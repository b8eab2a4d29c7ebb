/*!
# Graph Algorithms

This module provides the **structural analyses** built on top of [`LabelledGraph`](crate::repr::LabelledGraph).
All algorithms are re-exported at the top level of this module, so you can simply do:
```rust
use lgraphs::algo::*;
```
and gain access to traversal, connectivity, bipartiteness, shortest paths, diameters,
articulation points and bridges.
Algorithms are provided as traits implemented on every [`AdjacencyList`](crate::ops::AdjacencyList)
and, where possible, as **iterators**. They keep all scratch state (colors, visitation marks,
discovery times) to themselves, so a graph can be analysed repeatedly and concurrently.
*/

mod articulation_points;
mod bipartite;
mod bridges;
mod connectivity;
mod diameter;
mod low_link;
mod shortest_paths;
mod traversal;

use crate::{prelude::*, utils::*};

pub use articulation_points::*;
pub use bipartite::*;
pub use bridges::*;
pub use connectivity::*;
pub use diameter::*;
pub use low_link::*;
pub use shortest_paths::*;
pub use traversal::*;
- - -
▸ **Task brief**: Beginning with the line that contains "mod shortest_paths;", restate word for word each line through the last one in the data, and write nothing more.

▸ **Solution to this problem**:
mod shortest_paths;
mod traversal;

use crate::{prelude::*, utils::*};

pub use articulation_points::*;
pub use bipartite::*;
pub use bridges::*;
pub use connectivity::*;
pub use diameter::*;
pub use low_link::*;
pub use shortest_paths::*;
pub use traversal::*;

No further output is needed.